> [WHAT IS NEEDED] Below are several records. Retype exactly those lines running from the one with "pub mod sync;" through the one with "appends its operation", end lines included, and no others.

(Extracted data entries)
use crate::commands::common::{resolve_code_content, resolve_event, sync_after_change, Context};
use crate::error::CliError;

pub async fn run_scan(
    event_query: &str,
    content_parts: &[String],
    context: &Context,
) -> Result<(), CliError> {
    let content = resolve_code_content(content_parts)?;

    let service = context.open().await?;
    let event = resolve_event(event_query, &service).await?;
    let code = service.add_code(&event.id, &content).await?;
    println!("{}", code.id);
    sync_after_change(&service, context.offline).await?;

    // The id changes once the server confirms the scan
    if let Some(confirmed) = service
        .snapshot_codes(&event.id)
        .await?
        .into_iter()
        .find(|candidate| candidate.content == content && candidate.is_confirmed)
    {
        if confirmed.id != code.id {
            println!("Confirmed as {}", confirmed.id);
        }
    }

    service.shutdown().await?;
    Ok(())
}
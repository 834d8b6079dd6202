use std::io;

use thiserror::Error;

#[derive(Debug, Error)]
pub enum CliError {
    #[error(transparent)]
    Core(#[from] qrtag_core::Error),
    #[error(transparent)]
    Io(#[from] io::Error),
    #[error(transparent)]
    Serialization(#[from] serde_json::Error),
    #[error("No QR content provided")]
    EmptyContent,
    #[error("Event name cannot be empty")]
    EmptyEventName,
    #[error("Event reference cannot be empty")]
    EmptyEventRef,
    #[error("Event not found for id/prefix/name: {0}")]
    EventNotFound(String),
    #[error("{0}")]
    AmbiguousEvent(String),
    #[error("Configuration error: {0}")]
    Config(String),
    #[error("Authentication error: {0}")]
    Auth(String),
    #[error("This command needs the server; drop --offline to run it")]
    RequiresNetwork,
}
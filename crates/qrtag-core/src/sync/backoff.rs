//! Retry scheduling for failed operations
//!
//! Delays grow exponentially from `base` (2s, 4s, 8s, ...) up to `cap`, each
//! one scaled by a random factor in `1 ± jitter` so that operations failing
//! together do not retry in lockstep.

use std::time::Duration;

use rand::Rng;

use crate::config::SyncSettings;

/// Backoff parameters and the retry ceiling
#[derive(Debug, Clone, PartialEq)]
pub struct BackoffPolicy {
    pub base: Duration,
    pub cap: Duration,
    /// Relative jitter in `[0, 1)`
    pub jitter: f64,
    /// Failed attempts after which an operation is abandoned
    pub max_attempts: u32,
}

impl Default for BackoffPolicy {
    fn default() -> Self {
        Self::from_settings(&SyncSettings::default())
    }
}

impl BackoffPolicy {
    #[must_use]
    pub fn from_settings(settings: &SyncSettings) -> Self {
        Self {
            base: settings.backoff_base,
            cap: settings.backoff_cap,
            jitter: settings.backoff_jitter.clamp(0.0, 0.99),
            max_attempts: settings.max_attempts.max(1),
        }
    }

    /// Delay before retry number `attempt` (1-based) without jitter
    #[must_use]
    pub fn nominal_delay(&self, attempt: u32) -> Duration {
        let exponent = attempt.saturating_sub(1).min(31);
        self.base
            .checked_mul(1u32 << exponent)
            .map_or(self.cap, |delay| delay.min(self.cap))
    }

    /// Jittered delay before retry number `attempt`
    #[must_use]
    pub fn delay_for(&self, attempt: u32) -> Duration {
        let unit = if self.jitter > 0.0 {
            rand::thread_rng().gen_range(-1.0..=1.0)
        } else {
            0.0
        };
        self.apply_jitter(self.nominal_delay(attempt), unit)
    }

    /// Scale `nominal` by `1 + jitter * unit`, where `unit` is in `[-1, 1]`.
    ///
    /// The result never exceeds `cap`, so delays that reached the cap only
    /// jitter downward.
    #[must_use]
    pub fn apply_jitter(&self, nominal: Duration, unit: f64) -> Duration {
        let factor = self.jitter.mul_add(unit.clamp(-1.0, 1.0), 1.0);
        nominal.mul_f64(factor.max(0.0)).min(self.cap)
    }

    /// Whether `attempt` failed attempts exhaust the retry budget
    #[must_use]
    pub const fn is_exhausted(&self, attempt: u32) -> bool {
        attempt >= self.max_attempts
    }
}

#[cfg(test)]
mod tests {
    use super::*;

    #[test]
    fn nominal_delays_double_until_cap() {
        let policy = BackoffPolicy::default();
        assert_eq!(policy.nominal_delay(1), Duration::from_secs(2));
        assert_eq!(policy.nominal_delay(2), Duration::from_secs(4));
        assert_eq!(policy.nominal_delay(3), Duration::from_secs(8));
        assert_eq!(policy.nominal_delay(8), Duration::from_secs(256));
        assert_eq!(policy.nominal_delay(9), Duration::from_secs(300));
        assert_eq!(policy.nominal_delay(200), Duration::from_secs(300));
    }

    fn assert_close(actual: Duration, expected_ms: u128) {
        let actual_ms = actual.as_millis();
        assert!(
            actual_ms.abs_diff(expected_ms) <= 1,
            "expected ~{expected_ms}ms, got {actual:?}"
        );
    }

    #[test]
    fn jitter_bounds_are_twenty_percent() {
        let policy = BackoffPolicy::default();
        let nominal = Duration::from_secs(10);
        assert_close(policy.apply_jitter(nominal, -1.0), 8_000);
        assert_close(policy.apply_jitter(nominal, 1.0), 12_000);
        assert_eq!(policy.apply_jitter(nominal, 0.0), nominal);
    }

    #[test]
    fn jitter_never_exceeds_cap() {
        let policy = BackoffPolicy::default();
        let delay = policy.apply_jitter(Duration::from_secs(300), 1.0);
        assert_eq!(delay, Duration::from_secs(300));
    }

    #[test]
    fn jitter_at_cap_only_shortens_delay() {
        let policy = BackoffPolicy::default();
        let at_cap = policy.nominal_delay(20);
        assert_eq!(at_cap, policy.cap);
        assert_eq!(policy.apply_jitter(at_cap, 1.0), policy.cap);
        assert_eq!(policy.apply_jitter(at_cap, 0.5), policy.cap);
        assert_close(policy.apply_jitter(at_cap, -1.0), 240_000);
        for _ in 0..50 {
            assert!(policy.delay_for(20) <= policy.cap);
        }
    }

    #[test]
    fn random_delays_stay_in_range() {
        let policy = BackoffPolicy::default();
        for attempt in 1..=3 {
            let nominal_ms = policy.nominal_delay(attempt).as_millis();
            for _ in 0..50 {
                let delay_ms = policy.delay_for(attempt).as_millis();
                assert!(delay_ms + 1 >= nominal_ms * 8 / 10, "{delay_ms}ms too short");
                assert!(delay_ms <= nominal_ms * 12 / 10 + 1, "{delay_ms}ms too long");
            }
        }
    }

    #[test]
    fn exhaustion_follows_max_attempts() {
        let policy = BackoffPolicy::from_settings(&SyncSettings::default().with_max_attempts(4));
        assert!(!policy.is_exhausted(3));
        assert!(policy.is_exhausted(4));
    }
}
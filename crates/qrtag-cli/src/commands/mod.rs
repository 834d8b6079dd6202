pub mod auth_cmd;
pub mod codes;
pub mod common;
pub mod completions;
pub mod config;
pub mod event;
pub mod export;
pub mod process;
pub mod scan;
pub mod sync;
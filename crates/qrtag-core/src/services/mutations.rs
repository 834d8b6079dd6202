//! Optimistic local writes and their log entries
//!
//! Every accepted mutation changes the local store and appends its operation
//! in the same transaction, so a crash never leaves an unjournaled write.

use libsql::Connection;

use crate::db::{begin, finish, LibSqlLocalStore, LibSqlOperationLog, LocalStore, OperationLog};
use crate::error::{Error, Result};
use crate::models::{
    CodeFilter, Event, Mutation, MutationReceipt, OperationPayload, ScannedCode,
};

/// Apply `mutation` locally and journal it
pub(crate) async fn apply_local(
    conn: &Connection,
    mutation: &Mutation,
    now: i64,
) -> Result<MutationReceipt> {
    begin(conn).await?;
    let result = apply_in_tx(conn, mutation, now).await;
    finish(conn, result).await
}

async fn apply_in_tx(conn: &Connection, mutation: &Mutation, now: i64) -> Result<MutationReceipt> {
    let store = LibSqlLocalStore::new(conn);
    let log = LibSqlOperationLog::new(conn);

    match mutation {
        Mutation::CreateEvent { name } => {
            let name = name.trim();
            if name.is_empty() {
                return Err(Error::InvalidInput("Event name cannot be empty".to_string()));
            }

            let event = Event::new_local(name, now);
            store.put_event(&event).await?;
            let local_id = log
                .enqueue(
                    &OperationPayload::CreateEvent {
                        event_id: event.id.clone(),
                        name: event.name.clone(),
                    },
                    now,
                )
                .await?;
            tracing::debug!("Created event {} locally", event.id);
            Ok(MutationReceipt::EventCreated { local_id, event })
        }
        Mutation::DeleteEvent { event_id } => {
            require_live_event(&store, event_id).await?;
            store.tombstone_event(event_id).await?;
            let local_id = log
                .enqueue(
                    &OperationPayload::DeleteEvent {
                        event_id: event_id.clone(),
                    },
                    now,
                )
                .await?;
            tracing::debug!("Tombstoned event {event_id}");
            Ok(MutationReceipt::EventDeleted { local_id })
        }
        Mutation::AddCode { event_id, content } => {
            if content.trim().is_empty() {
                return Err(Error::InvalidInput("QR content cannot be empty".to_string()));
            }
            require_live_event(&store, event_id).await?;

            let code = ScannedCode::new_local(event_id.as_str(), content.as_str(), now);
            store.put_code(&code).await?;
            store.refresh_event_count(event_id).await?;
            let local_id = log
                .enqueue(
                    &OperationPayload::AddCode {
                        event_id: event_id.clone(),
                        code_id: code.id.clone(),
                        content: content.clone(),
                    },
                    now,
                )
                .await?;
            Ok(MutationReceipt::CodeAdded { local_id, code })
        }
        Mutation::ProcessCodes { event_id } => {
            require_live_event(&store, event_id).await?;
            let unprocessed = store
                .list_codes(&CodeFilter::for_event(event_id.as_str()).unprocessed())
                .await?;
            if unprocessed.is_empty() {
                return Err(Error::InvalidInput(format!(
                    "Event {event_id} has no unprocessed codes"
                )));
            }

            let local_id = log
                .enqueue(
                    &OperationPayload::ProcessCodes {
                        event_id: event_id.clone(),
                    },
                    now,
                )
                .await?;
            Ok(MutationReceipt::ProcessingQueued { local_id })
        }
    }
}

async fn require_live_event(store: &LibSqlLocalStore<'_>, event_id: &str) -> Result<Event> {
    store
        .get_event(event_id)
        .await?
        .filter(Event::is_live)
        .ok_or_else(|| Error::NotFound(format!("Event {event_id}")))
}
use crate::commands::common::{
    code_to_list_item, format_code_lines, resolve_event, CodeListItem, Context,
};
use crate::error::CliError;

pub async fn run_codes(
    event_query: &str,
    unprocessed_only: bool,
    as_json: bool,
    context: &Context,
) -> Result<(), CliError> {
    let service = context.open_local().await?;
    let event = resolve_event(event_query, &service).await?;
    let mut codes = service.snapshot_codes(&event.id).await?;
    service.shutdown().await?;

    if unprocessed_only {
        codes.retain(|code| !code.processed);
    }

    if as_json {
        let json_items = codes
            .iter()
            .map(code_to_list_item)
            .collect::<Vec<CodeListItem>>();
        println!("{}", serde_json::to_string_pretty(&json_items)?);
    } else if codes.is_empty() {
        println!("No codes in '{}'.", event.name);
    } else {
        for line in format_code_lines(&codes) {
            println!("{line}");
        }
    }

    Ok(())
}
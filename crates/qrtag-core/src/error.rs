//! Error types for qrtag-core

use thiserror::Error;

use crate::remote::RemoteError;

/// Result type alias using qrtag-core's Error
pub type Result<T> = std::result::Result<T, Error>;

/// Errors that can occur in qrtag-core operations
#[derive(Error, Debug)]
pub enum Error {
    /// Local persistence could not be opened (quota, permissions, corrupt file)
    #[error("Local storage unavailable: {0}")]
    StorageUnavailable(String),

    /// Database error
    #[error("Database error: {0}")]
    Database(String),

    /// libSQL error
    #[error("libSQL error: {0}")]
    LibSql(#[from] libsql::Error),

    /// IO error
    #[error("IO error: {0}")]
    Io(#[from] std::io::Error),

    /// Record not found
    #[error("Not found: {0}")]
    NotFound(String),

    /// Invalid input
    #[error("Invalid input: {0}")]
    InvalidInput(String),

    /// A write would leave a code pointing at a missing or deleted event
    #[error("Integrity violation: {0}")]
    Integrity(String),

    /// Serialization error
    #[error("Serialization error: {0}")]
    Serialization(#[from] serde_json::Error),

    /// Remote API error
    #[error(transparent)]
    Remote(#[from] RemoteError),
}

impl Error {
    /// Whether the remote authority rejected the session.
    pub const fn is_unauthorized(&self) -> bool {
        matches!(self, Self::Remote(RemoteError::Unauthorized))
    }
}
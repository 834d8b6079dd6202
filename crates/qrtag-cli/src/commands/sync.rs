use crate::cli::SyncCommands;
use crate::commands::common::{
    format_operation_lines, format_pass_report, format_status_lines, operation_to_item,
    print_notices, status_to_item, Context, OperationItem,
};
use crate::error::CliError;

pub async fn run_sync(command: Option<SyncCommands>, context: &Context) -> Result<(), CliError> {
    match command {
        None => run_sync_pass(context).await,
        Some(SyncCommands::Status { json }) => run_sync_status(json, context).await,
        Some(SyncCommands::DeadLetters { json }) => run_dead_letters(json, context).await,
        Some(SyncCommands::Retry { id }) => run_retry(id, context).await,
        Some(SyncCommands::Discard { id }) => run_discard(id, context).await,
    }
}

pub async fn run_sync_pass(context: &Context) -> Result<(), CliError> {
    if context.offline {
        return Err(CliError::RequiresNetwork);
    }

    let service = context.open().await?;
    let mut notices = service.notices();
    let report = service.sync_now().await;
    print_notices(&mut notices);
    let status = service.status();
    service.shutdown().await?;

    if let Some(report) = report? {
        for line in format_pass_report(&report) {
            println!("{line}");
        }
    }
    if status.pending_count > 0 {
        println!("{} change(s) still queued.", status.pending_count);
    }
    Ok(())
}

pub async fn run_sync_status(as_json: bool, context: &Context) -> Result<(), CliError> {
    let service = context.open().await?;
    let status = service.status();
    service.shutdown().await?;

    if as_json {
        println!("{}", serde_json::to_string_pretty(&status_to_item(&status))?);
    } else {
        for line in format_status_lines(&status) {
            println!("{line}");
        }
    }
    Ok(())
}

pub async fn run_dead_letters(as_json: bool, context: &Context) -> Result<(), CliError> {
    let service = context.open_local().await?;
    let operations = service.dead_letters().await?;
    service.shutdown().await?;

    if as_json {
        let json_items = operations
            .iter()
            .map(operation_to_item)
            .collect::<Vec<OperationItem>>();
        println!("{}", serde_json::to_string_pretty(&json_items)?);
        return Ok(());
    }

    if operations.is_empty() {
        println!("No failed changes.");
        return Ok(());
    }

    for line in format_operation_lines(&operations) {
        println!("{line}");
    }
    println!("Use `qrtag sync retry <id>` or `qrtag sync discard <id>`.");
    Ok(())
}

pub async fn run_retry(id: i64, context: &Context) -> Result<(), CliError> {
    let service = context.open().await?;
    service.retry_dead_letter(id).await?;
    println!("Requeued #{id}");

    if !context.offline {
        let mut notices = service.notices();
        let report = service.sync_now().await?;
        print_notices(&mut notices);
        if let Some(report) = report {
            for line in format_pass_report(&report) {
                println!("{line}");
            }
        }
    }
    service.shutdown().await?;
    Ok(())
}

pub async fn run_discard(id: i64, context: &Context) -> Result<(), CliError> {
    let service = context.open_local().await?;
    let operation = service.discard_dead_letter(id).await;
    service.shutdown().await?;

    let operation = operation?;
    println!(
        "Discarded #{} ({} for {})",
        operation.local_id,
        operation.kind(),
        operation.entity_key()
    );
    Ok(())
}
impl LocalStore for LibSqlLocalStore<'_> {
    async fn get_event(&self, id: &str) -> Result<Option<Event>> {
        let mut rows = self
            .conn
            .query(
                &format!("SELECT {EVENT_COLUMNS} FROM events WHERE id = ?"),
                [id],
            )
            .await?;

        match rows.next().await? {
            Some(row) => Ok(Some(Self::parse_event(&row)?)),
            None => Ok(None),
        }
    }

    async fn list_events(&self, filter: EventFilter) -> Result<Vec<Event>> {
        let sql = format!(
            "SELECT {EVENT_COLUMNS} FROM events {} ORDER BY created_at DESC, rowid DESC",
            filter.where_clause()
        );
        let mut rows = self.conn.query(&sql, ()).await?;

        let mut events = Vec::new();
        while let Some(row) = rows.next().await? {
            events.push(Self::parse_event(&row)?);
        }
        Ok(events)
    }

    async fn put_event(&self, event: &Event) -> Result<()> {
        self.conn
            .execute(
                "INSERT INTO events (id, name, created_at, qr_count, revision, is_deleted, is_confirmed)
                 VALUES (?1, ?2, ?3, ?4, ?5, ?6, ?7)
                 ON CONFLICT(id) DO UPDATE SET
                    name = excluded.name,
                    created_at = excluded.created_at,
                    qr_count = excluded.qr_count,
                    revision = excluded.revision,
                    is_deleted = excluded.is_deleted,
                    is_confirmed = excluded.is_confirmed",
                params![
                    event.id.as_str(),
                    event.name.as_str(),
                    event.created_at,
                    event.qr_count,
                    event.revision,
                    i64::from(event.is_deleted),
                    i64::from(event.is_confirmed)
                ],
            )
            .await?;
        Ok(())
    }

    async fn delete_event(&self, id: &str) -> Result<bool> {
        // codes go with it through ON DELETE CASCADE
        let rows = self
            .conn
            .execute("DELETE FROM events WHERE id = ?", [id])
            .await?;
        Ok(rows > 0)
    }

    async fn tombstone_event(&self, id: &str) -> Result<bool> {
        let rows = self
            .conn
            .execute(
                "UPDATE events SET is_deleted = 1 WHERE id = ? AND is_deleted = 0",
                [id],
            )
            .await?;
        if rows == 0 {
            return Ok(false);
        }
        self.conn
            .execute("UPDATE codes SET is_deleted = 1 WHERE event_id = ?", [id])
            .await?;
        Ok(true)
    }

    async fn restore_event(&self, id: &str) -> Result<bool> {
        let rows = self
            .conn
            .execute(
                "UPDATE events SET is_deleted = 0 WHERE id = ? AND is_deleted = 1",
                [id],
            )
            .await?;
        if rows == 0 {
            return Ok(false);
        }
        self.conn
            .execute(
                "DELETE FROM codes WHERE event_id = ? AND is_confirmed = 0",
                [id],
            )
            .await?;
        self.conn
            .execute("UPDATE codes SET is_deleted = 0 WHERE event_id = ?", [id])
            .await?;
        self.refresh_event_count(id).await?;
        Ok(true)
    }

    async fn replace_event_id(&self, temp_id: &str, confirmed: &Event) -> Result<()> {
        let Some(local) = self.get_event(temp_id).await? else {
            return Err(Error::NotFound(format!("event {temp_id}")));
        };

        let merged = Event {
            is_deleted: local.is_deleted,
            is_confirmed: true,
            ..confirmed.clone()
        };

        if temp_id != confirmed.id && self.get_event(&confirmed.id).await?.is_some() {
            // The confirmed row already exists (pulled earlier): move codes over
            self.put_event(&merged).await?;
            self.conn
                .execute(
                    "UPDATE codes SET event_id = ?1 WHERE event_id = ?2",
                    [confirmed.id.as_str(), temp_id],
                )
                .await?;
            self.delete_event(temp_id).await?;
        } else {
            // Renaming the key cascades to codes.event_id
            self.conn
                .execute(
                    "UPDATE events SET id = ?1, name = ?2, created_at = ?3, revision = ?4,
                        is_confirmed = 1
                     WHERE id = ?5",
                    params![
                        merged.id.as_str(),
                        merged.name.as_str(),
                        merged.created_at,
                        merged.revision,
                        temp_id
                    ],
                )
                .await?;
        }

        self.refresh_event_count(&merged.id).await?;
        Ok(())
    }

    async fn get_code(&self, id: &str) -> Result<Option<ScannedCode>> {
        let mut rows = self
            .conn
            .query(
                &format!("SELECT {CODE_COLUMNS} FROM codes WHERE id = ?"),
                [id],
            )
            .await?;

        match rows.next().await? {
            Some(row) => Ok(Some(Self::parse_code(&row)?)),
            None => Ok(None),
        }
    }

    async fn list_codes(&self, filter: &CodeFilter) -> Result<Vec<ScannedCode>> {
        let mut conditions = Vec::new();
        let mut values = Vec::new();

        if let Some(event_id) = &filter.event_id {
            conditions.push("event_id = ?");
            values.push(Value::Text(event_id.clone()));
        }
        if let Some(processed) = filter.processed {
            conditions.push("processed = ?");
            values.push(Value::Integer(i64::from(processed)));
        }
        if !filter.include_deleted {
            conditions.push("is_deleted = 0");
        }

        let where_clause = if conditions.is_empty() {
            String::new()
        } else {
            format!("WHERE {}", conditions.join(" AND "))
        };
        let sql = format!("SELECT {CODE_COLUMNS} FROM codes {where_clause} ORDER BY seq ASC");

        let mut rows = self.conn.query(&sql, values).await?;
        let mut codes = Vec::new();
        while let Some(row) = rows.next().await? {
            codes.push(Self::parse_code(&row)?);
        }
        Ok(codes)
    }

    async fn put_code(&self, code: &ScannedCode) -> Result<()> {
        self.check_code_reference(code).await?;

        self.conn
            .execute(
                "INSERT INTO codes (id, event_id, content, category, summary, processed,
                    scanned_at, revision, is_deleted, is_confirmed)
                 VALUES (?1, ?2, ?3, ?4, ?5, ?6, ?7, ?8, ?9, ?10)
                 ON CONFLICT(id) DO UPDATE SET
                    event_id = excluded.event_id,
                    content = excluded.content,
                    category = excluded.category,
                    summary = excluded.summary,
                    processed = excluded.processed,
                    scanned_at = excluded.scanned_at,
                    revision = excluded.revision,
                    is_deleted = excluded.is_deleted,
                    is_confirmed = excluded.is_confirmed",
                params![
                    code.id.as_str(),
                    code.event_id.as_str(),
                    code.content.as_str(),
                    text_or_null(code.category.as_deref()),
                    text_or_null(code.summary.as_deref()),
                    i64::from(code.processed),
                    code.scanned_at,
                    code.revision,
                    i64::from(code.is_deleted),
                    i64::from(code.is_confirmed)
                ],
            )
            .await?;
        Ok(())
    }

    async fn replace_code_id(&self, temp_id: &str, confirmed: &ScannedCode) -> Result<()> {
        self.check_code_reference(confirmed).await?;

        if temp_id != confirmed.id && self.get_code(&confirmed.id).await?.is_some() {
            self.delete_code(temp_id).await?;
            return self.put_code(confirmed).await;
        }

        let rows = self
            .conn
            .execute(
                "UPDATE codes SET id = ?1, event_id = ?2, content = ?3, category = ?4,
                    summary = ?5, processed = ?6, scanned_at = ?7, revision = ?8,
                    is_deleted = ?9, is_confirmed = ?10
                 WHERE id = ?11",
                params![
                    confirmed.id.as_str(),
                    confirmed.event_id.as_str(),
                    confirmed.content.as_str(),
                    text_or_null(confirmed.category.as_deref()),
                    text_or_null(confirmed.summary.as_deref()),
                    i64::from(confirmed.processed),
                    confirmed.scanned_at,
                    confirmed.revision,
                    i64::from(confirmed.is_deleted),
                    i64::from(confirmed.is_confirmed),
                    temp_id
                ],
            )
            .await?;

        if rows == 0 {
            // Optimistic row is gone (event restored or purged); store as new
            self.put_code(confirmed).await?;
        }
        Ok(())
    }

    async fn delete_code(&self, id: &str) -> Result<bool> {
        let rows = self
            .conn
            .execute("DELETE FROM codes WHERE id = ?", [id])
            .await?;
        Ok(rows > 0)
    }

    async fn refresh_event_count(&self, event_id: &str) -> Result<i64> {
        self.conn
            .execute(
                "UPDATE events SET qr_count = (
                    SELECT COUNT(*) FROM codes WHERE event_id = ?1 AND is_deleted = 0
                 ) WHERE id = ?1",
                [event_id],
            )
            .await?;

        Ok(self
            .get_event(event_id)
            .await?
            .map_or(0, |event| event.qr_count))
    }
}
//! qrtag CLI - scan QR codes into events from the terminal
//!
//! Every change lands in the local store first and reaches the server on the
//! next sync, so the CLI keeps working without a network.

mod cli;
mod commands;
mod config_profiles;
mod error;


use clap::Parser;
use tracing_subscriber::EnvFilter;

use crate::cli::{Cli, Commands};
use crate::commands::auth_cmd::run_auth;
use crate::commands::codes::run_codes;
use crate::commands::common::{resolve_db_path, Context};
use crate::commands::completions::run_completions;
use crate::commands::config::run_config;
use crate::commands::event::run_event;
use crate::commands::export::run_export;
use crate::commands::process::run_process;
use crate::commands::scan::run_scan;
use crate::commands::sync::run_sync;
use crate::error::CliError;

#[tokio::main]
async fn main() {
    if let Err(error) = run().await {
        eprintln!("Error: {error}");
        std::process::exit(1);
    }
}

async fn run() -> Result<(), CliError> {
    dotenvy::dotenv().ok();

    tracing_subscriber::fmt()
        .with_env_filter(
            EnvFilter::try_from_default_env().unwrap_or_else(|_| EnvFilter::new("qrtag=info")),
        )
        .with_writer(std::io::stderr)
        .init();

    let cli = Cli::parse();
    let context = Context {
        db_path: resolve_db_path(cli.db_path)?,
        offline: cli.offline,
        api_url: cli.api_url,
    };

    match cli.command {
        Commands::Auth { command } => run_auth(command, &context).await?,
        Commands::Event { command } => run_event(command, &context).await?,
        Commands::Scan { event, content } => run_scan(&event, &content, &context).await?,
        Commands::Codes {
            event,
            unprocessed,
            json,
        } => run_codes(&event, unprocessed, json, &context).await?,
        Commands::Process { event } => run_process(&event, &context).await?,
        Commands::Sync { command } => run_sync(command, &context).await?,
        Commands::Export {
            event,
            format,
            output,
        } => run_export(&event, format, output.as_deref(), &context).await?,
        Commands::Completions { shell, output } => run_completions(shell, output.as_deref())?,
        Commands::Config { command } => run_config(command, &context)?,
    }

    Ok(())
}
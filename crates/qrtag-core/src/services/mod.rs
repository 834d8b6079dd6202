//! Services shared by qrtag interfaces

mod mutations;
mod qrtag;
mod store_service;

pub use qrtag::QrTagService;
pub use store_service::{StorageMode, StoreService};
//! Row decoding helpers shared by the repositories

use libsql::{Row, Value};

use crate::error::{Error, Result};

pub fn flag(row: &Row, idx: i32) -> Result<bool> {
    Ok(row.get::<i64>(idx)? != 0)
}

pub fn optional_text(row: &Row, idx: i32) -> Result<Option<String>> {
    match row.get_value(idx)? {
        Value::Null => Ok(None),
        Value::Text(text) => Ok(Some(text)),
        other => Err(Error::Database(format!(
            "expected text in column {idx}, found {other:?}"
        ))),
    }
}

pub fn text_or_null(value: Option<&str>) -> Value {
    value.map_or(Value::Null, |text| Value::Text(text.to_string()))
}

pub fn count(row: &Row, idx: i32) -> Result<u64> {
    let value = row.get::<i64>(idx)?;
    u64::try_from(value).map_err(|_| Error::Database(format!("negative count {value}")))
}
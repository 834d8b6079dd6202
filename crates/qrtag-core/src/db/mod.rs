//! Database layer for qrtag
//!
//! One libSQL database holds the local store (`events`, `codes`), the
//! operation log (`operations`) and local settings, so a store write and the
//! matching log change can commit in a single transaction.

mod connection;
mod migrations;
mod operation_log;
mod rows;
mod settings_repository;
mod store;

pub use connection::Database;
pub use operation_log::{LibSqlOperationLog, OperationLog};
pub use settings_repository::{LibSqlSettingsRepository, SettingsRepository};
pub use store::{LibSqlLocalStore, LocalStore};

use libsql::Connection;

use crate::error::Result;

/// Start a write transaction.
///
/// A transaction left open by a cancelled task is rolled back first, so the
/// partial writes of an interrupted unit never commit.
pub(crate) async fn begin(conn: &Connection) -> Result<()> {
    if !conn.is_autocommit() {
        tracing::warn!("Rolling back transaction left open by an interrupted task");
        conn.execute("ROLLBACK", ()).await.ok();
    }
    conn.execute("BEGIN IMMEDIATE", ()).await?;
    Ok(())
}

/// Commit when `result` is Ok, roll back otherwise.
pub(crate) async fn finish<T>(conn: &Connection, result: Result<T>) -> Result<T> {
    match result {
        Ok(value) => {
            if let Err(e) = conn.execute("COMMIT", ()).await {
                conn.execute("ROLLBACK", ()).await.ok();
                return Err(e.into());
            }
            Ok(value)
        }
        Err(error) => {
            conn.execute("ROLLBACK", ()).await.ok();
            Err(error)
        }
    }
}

> [SOLUTION TO THE PROBLEM]
pub mod sync;
filename crates/qrtag-core/src/services/mutations.rs
repository 834d8b6079dd6202
//! Optimistic local writes and their log entries
//!
//! Every accepted mutation changes the local store and appends its operation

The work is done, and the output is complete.